超越P值：为学习型医疗系统中的AI引入量化金融的风险与遗憾度量 (Beyond P-Values: Importing Quantitative Finance's Risk and Regret Metrics for AI in Learning Health Systems)

The increasing deployment of artificial intelligence (AI) in clinical settings challenges foundational assumptions underlying traditional frameworks of medical evidence. Classical statistical approaches, centered on randomized controlled trials, frequentist hypothesis testing, and static confidence intervals, were designed for fixed interventions evaluated under stable conditions. In contrast, AI-driven clinical systems learn continuously, adapt their behavior over time, and operate in non-stationary environments shaped by evolving populations, practices, and feedback effects. In such systems, clinical harm arises less from average error rates than from calibration drift, rare but severe failures, and the accumulation of suboptimal decisions over time. In this perspective, we argue that prevailing notions of statistical significance are insufficient for characterizing evidence and safety in learning health systems. Drawing on risk-theoretic concepts from quantitative finance and online decision theory, we propose reframing medical evidence for adaptive AI systems in terms of time-indexed calibration stability, bounded downside risk, and controlled cumulative regret. We emphasize that this approach does not replace randomized trials or causal inference, but complements them by addressing dimensions of risk and uncertainty that emerge only after deployment. This framework provides a principled mathematical language for evaluating AI-driven clinical systems under continual learning and offers implications for clinical practice, research design, and regulatory oversight.

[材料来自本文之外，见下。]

//! Query pipeline orchestration.
//!
//! ```text
//! history → analyze → intent → rewrite → embed → filters
//!         → retrieve (filtered, then unfiltered) → rerank → context
//!         → generate → format → history
//! ```
//!
//! [`RagPipeline::query`] never returns an error: failures become a
//! [`RagResponse`] whose `answer` explains the problem in plain words and
//! whose `error` keeps the technical detail.

use std::sync::Arc;

use chrono::Utc;
use serde_json::json;
use tracing::{debug, error, info, warn};

use rag_harness_core::context::{build_context, ContextBudget};
use rag_harness_core::error::{RagError, Result};
use rag_harness_core::filter::{build_filters, FilterRequest, FilterSet};
use rag_harness_core::model::{Embedder, GenerationParams, Generator};
use rag_harness_core::models::{ChatMessage, NewMessage, Role, ScoredPoint, Usage};
use rag_harness_core::prompt::build_prompt;
use rag_harness_core::query::QueryProcessor;
use rag_harness_core::rerank::{llm_rerank, rerank_with_metadata, RankedResult, RerankContext};
use rag_harness_core::response::{
    clean_llm_response, error_response, format_response, no_results_response, Answer,
    EnhancementFeatures, FilterSummary, QueryEcho, RagResponse, EMPTY_GENERATION_MESSAGE,
};
use rag_harness_core::store::{ChatHistoryStore, VectorIndex};

use crate::config::Config;

const NO_RESULTS_LOG: &str = "No relevant documents found for your query.";

#[derive(Debug, Clone, Default)]
pub struct QueryRequest {
    pub query: String,
    pub project_name: String,
    pub user_id: String,
    pub session_id: String,
    /// Overrides the configured `top_k`.
    pub top_k: Option<usize>,
}

#[derive(Debug, Clone)]
pub struct QuerySettings {
    pub top_k: usize,
    pub rerank: bool,
    pub llm_rerank: bool,
    pub fetch_multiplier: usize,
    pub rerank_fetch_multiplier: usize,
    pub history_limit: usize,
    pub budget: ContextBudget,
    pub generation: GenerationParams,
}

impl QuerySettings {
    pub fn from_config(config: &Config) -> Self {
        let r = &config.retrieval;
        Self {
            top_k: r.top_k,
            rerank: r.rerank,
            llm_rerank: r.llm_rerank,
            fetch_multiplier: r.fetch_multiplier,
            rerank_fetch_multiplier: r.rerank_fetch_multiplier,
            history_limit: r.history_limit,
            budget: config.context.budget(),
            generation: GenerationParams {
                max_tokens: config.generation.max_tokens,
                temperature: config.generation.temperature,
            },
        }
    }

    /// Candidates fetched before reranking and truncation.
    pub fn fetch_count(&self, top_k: usize) -> usize {
        if self.rerank {
            top_k * self.rerank_fetch_multiplier
        } else {
            top_k * self.fetch_multiplier
        }
    }
}

impl Default for QuerySettings {
    fn default() -> Self {
        let r = crate::config::RetrievalConfig::default();
        Self {
            top_k: r.top_k,
            rerank: r.rerank,
            llm_rerank: r.llm_rerank,
            fetch_multiplier: r.fetch_multiplier,
            rerank_fetch_multiplier: r.rerank_fetch_multiplier,
            history_limit: r.history_limit,
            budget: ContextBudget::default(),
            generation: GenerationParams::default(),
        }
    }
}

pub struct RagPipeline {
    processor: QueryProcessor,
    index: Arc<dyn VectorIndex>,
    generator: Option<Arc<dyn Generator>>,
    history: Option<Arc<dyn ChatHistoryStore>>,
    settings: QuerySettings,
}

impl RagPipeline {
    pub fn new(
        embedder: Arc<dyn Embedder>,
        generator: Option<Arc<dyn Generator>>,
        index: Arc<dyn VectorIndex>,
        settings: QuerySettings,
    ) -> Self {
        Self {
            processor: QueryProcessor::new(embedder, generator.clone()),
            index,
            generator,
            history: None,
            settings,
        }
    }

    pub fn with_history(mut self, history: Arc<dyn ChatHistoryStore>) -> Self {
        self.history = Some(history);
        self
    }

    pub async fn query(&self, req: &QueryRequest) -> RagResponse {
        match self.run(req).await {
            Ok(response) => response,
            Err(e) => {
                error!(query = %req.query, error = %e, "query pipeline failed");
                self.log(
                    req,
                    Role::System,
                    format!("Error processing query: {}", e),
                    None,
                    json!({ "action": "rag_error", "error": e.to_string() }),
                )
                .await;
                error_response(&req.query, &e)
            }
        }
    }

    async fn run(&self, req: &QueryRequest) -> Result<RagResponse> {
        let query = req.query.trim();
        if query.is_empty() {
            return Err(RagError::Validation("Query cannot be empty".to_string()));
        }
        let top_k = req.top_k.unwrap_or(self.settings.top_k).max(1);
        let now = Utc::now();

        // Read before logging so the current question is not its own context.
        let history = self.recent_history(req).await;
        let user_message_id = self
            .log(
                req,
                Role::User,
                query.to_string(),
                None,
                json!({ "action": "rag_query_start" }),
            )
            .await;

        let context_info = self.processor.analyze_context(&history);
        let intent = self.processor.classify_intent(query);
        let rewritten = self.processor.rewrite_query(query, &history).await;
        let embedding = self.processor.embed_query(&rewritten, &history).await?;
        let mut usage = embedding.usage;

        let user_id = Some(req.user_id.as_str()).filter(|u| !u.is_empty());
        let filters = build_filters(
            &FilterRequest {
                query,
                project_name: &req.project_name,
                user_id,
                recent_topics: &context_info.recent_topics,
            },
            now,
        );
        let echo = QueryEcho {
            query,
            rewritten_query: &rewritten,
            intent,
            context_info: &context_info,
            filters: FilterSummary::from(&filters),
        };
        info!(
            intent = %intent,
            filters = %echo.filters,
            topics = context_info.recent_topics.len(),
            "processing query"
        );

        let fetch = self.settings.fetch_count(top_k);
        let candidates = self.retrieve(&embedding.vector, fetch, &filters).await?;
        if candidates.is_empty() {
            self.log(
                req,
                Role::Assistant,
                NO_RESULTS_LOG.to_string(),
                user_message_id.clone(),
                json!({ "action": "rag_no_results" }),
            )
            .await;
            return Ok(no_results_response(&echo));
        }

        let reranked = self.settings.rerank && candidates.len() > top_k;
        let ranked = if reranked {
            self.rerank(query, candidates, &context_info.recent_topics, user_id, top_k)
                .await
        } else {
            candidates
                .into_iter()
                .take(top_k)
                .map(RankedResult::unscored)
                .collect()
        };

        let built = build_context(&ranked, &history, &self.settings.budget, now);
        debug!(
            sources = built.sources_used,
            duplicates = built.duplicates_skipped,
            chars = built.text.chars().count(),
            "context built"
        );

        let answer = match self.generate(intent, &built.text, query).await {
            Ok((text, gen_usage)) => {
                usage += gen_usage;
                Answer::text(text)
            }
            Err(e) => {
                warn!(error = %e, "generation failed; returning context");
                Answer::generation_failed(&built.text, &e)
            }
        };

        let features = EnhancementFeatures {
            metadata_filtering: true,
            smart_chat_history: !history.is_empty(),
            enhanced_context: true,
            metadata_scoring: reranked,
            negation_filters: !filters.must_not.is_empty(),
            no_results: false,
        };
        let response = format_response(answer, &ranked, &echo, features, Some(usage));

        self.log(
            req,
            Role::Assistant,
            response.answer.summary.clone(),
            user_message_id,
            json!({
                "action": "rag_query_complete",
                "intent": intent,
                "sources_count": response.num_sources,
            }),
        )
        .await;
        Ok(response)
    }

    /// Filtered search, falling back to an unfiltered one when it finds nothing.
    async fn retrieve(
        &self,
        vector: &[f32],
        limit: usize,
        filters: &FilterSet,
    ) -> Result<Vec<ScoredPoint>> {
        if !filters.is_empty() {
            let hits = self.index.search(vector, limit, Some(filters)).await?;
            if !hits.is_empty() {
                debug!(hits = hits.len(), "filtered search");
                return Ok(hits);
            }
            info!("filtered search returned nothing; retrying without filters");
        }
        self.index.search(vector, limit, None).await
    }

    async fn rerank(
        &self,
        query: &str,
        candidates: Vec<ScoredPoint>,
        recent_topics: &[String],
        user_id: Option<&str>,
        top_k: usize,
    ) -> Vec<RankedResult> {
        let candidates = match (&self.generator, self.settings.llm_rerank) {
            (Some(generator), true) => {
                llm_rerank(generator.as_ref(), query, candidates, top_k * 2).await
            }
            _ => candidates,
        };
        let ctx = RerankContext {
            recent_topics,
            user_id,
            now: Utc::now(),
        };
        rerank_with_metadata(candidates, &ctx, top_k)
    }

    async fn generate(
        &self,
        intent: rag_harness_core::query::Intent,
        context: &str,
        query: &str,
    ) -> Result<(String, Usage)> {
        let generator = self
            .generator
            .as_ref()
            .ok_or_else(|| RagError::Generation("no generation model configured".to_string()))?;
        let prompt = build_prompt(intent, context, query);
        let generation = generator.generate(&prompt, self.settings.generation).await?;
        let text = if generation.text.trim().is_empty() {
            EMPTY_GENERATION_MESSAGE.to_string()
        } else {
            clean_llm_response(&generation.text)
        };
        Ok((text, generation.usage))
    }

    async fn recent_history(&self, req: &QueryRequest) -> Vec<ChatMessage> {
        let Some(history) = &self.history else {
            return Vec::new();
        };
        if req.session_id.is_empty() {
            return Vec::new();
        }
        match history
            .get_recent_history(&req.session_id, self.settings.history_limit)
            .await
        {
            Ok(messages) => messages,
            Err(e) => {
                warn!(session = %req.session_id, error = %e, "failed to read chat history");
                Vec::new()
            }
        }
    }

    /// Append to the session log; returns the stored message id.
    async fn log(
        &self,
        req: &QueryRequest,
        role: Role,
        content: String,
        reply_to: Option<String>,
        metadata: serde_json::Value,
    ) -> Option<String> {
        let history = self.history.as_ref()?;
        if req.session_id.is_empty() {
            return None;
        }
        let mut message = NewMessage::new(
            &req.project_name,
            &req.user_id,
            &req.session_id,
            role,
            content,
        )
        .metadata(metadata);
        if let Some(id) = reply_to {
            message = message.reply_to(id);
        }
        match history.append_message(message).await {
            Ok(stored) => Some(stored.message_id),
            Err(e) => {
                warn!(session = %req.session_id, error = %e, "failed to log chat message");
                None
            }
        }
    }
}
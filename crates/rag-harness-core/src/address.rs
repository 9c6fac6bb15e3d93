//! Content addressing: stable hashes and derived identifiers.
//!
//! A document's identity is a pure function of where it was uploaded and
//! what bytes it contains, so reprocessing the same input always recomputes
//! the same id and lands on the same metadata row.

use sha2::{Digest, Sha256};
use uuid::Uuid;

/// Hex characters kept from the digest when deriving a document id.
const DOCUMENT_ID_LEN: usize = 16;

/// SHA-256 of raw file bytes as lowercase hex. Empty input is valid.
pub fn content_hash(bytes: &[u8]) -> String {
    let mut hasher = Sha256::new();
    hasher.update(bytes);
    hex::encode(hasher.finalize())
}

/// Derive the document id from project, user, storage key and content hash.
///
/// Uses the `{project}_{user}_{storage_key}_{content_hash}` layout and a
/// 16-hex-char prefix of its digest, matching ids already present in
/// existing metadata tables.
pub fn document_id(project: &str, user: &str, storage_key: &str, hash: &str) -> String {
    let raw = format!("{}_{}_{}_{}", project, user, storage_key, hash);
    let mut digest = content_hash(raw.as_bytes());
    digest.truncate(DOCUMENT_ID_LEN);
    digest
}

/// Deterministic vector point id for one chunk of one model's embedding.
///
/// Re-upserting the same chunk overwrites its point; the same chunk under a
/// different model gets a different point so both sets coexist.
pub fn point_id(document_id: &str, embedding_model: &str, chunk_index: usize) -> String {
    let mut hasher = Sha256::new();
    hasher.update(format!("{}:{}:{}", document_id, embedding_model, chunk_index).as_bytes());
    let digest = hasher.finalize();
    let mut bytes = [0u8; 16];
    bytes.copy_from_slice(&digest[..16]);
    Uuid::from_bytes(bytes).to_string()
}

/// Object storage key: `<prefix>/<project>/<filename>`.
pub fn storage_key(prefix: &str, project: &str, filename: &str) -> String {
    format!(
        "{}/{}/{}",
        prefix.trim_end_matches('/'),
        project.trim_matches('/'),
        filename.trim_start_matches('/')
    )
}

#[cfg(test)]
mod tests {
    use super::*;

    #[test]
    fn test_content_hash_known_value() {
        assert_eq!(
            content_hash(b""),
            "e3b0c44298fc1c149afbf4c8996fb92427ae41e4649b934ca495991b7852b855"
        );
        assert_eq!(content_hash(b"abc").len(), 64);
    }

    #[test]
    fn test_document_id_deterministic() {
        let a = document_id("proj", "alice", "temp/proj/a.txt", "abc");
        let b = document_id("proj", "alice", "temp/proj/a.txt", "abc");
        assert_eq!(a, b);
        assert_eq!(a.len(), DOCUMENT_ID_LEN);
    }

    #[test]
    fn test_document_id_changes_with_inputs() {
        let base = document_id("proj", "alice", "k", "h1");
        assert_ne!(base, document_id("proj", "alice", "k", "h2"));
        assert_ne!(base, document_id("proj", "bob", "k", "h1"));
        assert_ne!(base, document_id("other", "alice", "k", "h1"));
    }

    #[test]
    fn test_point_id_is_uuid_and_model_scoped() {
        let a = point_id("doc", "titan", 0);
        assert!(Uuid::parse_str(&a).is_ok());
        assert_eq!(a, point_id("doc", "titan", 0));
        assert_ne!(a, point_id("doc", "titan", 1));
        assert_ne!(a, point_id("doc", "cohere", 0));
    }

    #[test]
    fn test_storage_key_trims_slashes() {
        assert_eq!(
            storage_key("project-data/uploads/temp/", "acme", "a.pdf"),
            "project-data/uploads/temp/acme/a.pdf"
        );
    }
}
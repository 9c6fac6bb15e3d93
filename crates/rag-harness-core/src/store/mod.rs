//! Storage abstractions for RAG Harness.
//!
//! Four external collaborators sit behind traits so the pipelines can run
//! against real services or the in-memory backends in [`memory`]:
//!
//! | Trait | Holds | Production backend |
//! |-------|-------|--------------------|
//! | [`MetadataStore`] | one [`DocumentMetadata`] row per (document, model) | SQLite |
//! | [`VectorIndex`] | chunk vectors with [`ChunkPayload`](crate::models::ChunkPayload) | Qdrant |
//! | [`ObjectStore`] | raw uploaded bytes by key | local directory or S3 |
//! | [`ChatHistoryStore`] | append-only per-session messages | SQLite |
//!
//! Implementations must be `Send + Sync` to work with async runtimes.

pub mod memory;

use async_trait::async_trait;
use chrono::{DateTime, Duration, Utc};
use serde::Serialize;
use tracing::warn;

use crate::error::{RagError, Result};
use crate::filter::FilterSet;
use crate::models::{
    ChatMessage, DocumentMetadata, DocumentStatus, NewMessage, ProjectSummary, ScoredPoint,
    VectorRecord,
};

/// Document metadata with a secondary lookup by content hash.
///
/// Rows are keyed by `(document_id, embedding_model)`: the same content
/// embedded with two models yields two rows under one document id.
#[async_trait]
pub trait MetadataStore: Send + Sync {
    /// Insert or replace the row for `(document_id, embedding_model)`.
    async fn save(&self, metadata: &DocumentMetadata) -> Result<bool>;

    /// Most recently updated row for a document, across models.
    async fn get(&self, document_id: &str) -> Result<Option<DocumentMetadata>>;

    /// The row for one embedding model of a document.
    async fn get_variant(
        &self,
        document_id: &str,
        embedding_model: &str,
    ) -> Result<Option<DocumentMetadata>>;

    /// Move a row to `status`. Returns `false` when the row is missing or
    /// the transition is not allowed.
    async fn update_status(
        &self,
        document_id: &str,
        embedding_model: &str,
        status: DocumentStatus,
    ) -> Result<bool>;

    /// Index lookup by content hash, all models.
    async fn find_by_content_hash(&self, content_hash: &str) -> Result<Vec<DocumentMetadata>>;

    async fn find_by_project(&self, project_name: &str) -> Result<Vec<DocumentMetadata>>;

    async fn find_by_session(&self, session_id: &str) -> Result<Vec<DocumentMetadata>>;

    /// Delete every row of a document. Returns the number of rows removed.
    async fn delete(&self, document_id: &str) -> Result<usize>;

    async fn project_summary(&self, project_name: &str) -> Result<ProjectSummary> {
        let records = self.find_by_project(project_name).await?;
        Ok(ProjectSummary::from_records(project_name, &records))
    }
}

/// Outcome of [`VectorIndex::ensure_collection`].
#[derive(Debug, Clone, Copy, PartialEq, Eq, Serialize)]
#[serde(rename_all = "snake_case")]
pub enum CollectionState {
    Existing,
    Created,
    /// Dropped and recreated with a new dimension (explicit opt-in only).
    Recreated,
}

/// Nearest-neighbor index over chunk vectors.
///
/// Every vector in a collection shares one dimensionality. A mismatch is
/// reported as [`RagError::DimensionMismatch`] and never coerced.
#[async_trait]
pub trait VectorIndex: Send + Sync {
    /// Create the collection if absent and check its dimension.
    async fn ensure_collection(&self, required_dim: usize) -> Result<CollectionState>;

    /// Upsert a batch. Records without a vector or payload are skipped with a
    /// warning; the call fails only when no valid record remains. Returns the
    /// number of points written.
    async fn upsert(&self, records: &[VectorRecord]) -> Result<usize>;

    async fn search(
        &self,
        query: &[f32],
        top_k: usize,
        filter: Option<&FilterSet>,
    ) -> Result<Vec<ScoredPoint>>;

    /// Number of points stored for a document, optionally for one model only.
    async fn count_for_document(
        &self,
        document_id: &str,
        embedding_model: Option<&str>,
    ) -> Result<usize>;

    async fn delete_by_id(&self, id: &str) -> Result<bool>;

    async fn delete_by_document(&self, document_id: &str) -> Result<usize>;

    async fn clear_collection(&self) -> Result<()>;
}

/// Byte blobs addressed by key.
#[async_trait]
pub trait ObjectStore: Send + Sync {
    /// Bucket name or root directory, reported back to callers.
    fn location(&self) -> String;

    async fn get(&self, key: &str) -> Result<Vec<u8>>;

    async fn put(&self, key: &str, bytes: &[u8]) -> Result<()>;

    async fn copy(&self, from: &str, to: &str) -> Result<()>;

    async fn delete(&self, key: &str) -> Result<()>;

    async fn exists(&self, key: &str) -> Result<bool>;

    /// Keys starting with `prefix`, sorted.
    async fn list(&self, prefix: &str) -> Result<Vec<String>>;
}

/// Move a blob by copying it and then deleting the source.
///
/// If the delete fails the copy is left in place; the caller decides
/// whether that is fatal.
pub async fn move_object(store: &dyn ObjectStore, from: &str, to: &str) -> Result<()> {
    store.copy(from, to).await?;
    store.delete(from).await
}

/// Append-only per-session conversation log.
#[async_trait]
pub trait ChatHistoryStore: Send + Sync {
    /// Append a message, creating the session on first use.
    async fn append_message(&self, message: NewMessage) -> Result<ChatMessage>;

    /// The last `limit` messages of a session, oldest first.
    async fn get_recent_history(&self, session_id: &str, limit: usize)
        -> Result<Vec<ChatMessage>>;

    async fn clear_session(&self, session_id: &str) -> Result<usize>;
}

/// Timestamp for a new message that keeps a session strictly increasing.
pub fn next_timestamp(last: Option<DateTime<Utc>>, now: DateTime<Utc>) -> DateTime<Utc> {
    match last {
        Some(prev) if now <= prev => prev + Duration::microseconds(1),
        _ => now,
    }
}

/// Keep records that carry both a vector and a payload, and check they
/// share one dimension. Returns the valid records and their dimension.
pub fn valid_records(records: &[VectorRecord]) -> Result<(Vec<&VectorRecord>, usize)> {
    let mut valid = Vec::with_capacity(records.len());
    for record in records {
        if record.vector.is_empty() {
            warn!(id = %record.id, "skipping vector record without embedding");
            continue;
        }
        if record.payload.is_none() {
            warn!(id = %record.id, "skipping vector record without metadata");
            continue;
        }
        valid.push(record);
    }

    let dim = match valid.first() {
        Some(first) => first.vector.len(),
        None => return Err(RagError::Index("no valid records to upsert".to_string())),
    };
    if let Some(bad) = valid.iter().find(|r| r.vector.len() != dim) {
        return Err(RagError::DimensionMismatch {
            expected: dim,
            actual: bad.vector.len(),
        });
    }
    Ok((valid, dim))
}

#[cfg(test)]
mod tests {
    use super::*;
    use crate::models::{ChunkPayload, FileType};
    use chrono::TimeZone;

    fn payload() -> ChunkPayload {
        ChunkPayload {
            document_id: "d".into(),
            chunk_id: 0,
            project_name: "p".into(),
            user_id: "u".into(),
            session_id: "s".into(),
            filename: "f.txt".into(),
            file_type: FileType::Txt,
            doc_type: None,
            embedding_model: "m".into(),
            tags: vec![],
            ingest_source: "user_upload".into(),
            created_at: Utc::now(),
            text: None,
        }
    }

    #[test]
    fn test_valid_records_skips_incomplete() {
        let records = vec![
            VectorRecord {
                id: "a".into(),
                vector: vec![1.0, 2.0],
                payload: Some(payload()),
            },
            VectorRecord {
                id: "b".into(),
                vector: vec![],
                payload: Some(payload()),
            },
            VectorRecord {
                id: "c".into(),
                vector: vec![1.0, 2.0],
                payload: None,
            },
        ];
        let (valid, dim) = valid_records(&records).unwrap();
        assert_eq!(valid.len(), 1);
        assert_eq!(dim, 2);
    }

    #[test]
    fn test_valid_records_all_invalid_is_error() {
        let records = vec![VectorRecord {
            id: "a".into(),
            vector: vec![],
            payload: None,
        }];
        assert!(matches!(valid_records(&records), Err(RagError::Index(_))));
    }

    #[test]
    fn test_valid_records_mixed_dims_is_error() {
        let records = vec![
            VectorRecord {
                id: "a".into(),
                vector: vec![1.0, 2.0],
                payload: Some(payload()),
            },
            VectorRecord {
                id: "b".into(),
                vector: vec![1.0],
                payload: Some(payload()),
            },
        ];
        assert!(matches!(
            valid_records(&records),
            Err(RagError::DimensionMismatch {
                expected: 2,
                actual: 1
            })
        ));
    }

    #[test]
    fn test_next_timestamp_is_strictly_increasing() {
        let t = Utc.with_ymd_and_hms(2024, 1, 1, 0, 0, 0).unwrap();
        assert_eq!(next_timestamp(None, t), t);
        assert!(next_timestamp(Some(t), t) > t);
        let later = t + Duration::seconds(5);
        assert_eq!(next_timestamp(Some(t), later), later);
    }
}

翻译：人工智能（AI）在临床环境中的日益普及，对传统医学证据框架所依赖的基础假设提出了挑战。以随机对照试验、频率派假设检验和静态置信区间为核心的经典统计方法，是为在稳定条件下评估固定干预措施而设计的。相比之下，AI驱动的临床系统持续学习，随时间调整其行为，并在由不断演变的人群、实践和反馈效应塑造的非平稳环境中运行。在此类系统中，临床危害更多地源于校准漂移、罕见但严重的故障以及次优决策随时间的累积，而非平均错误率。本文认为，主流的统计显著性概念不足以描述学习型医疗系统中的证据和安全性。借鉴量化金融和在线决策理论中的风险理论概念，我们建议将自适应AI系统的医学证据重新定义为时间索引的校准稳定性、有界下行风险和受控累积遗憾。我们强调，这种方法并非取代随机试验或因果推断，而是通过解决仅在部署后才显现的风险和不确定性维度来补充它们。该框架为评估持续学习下的AI驱动临床系统提供了一种原则性的数学语言，并对临床实践、研究设计和监管监督提出了启示。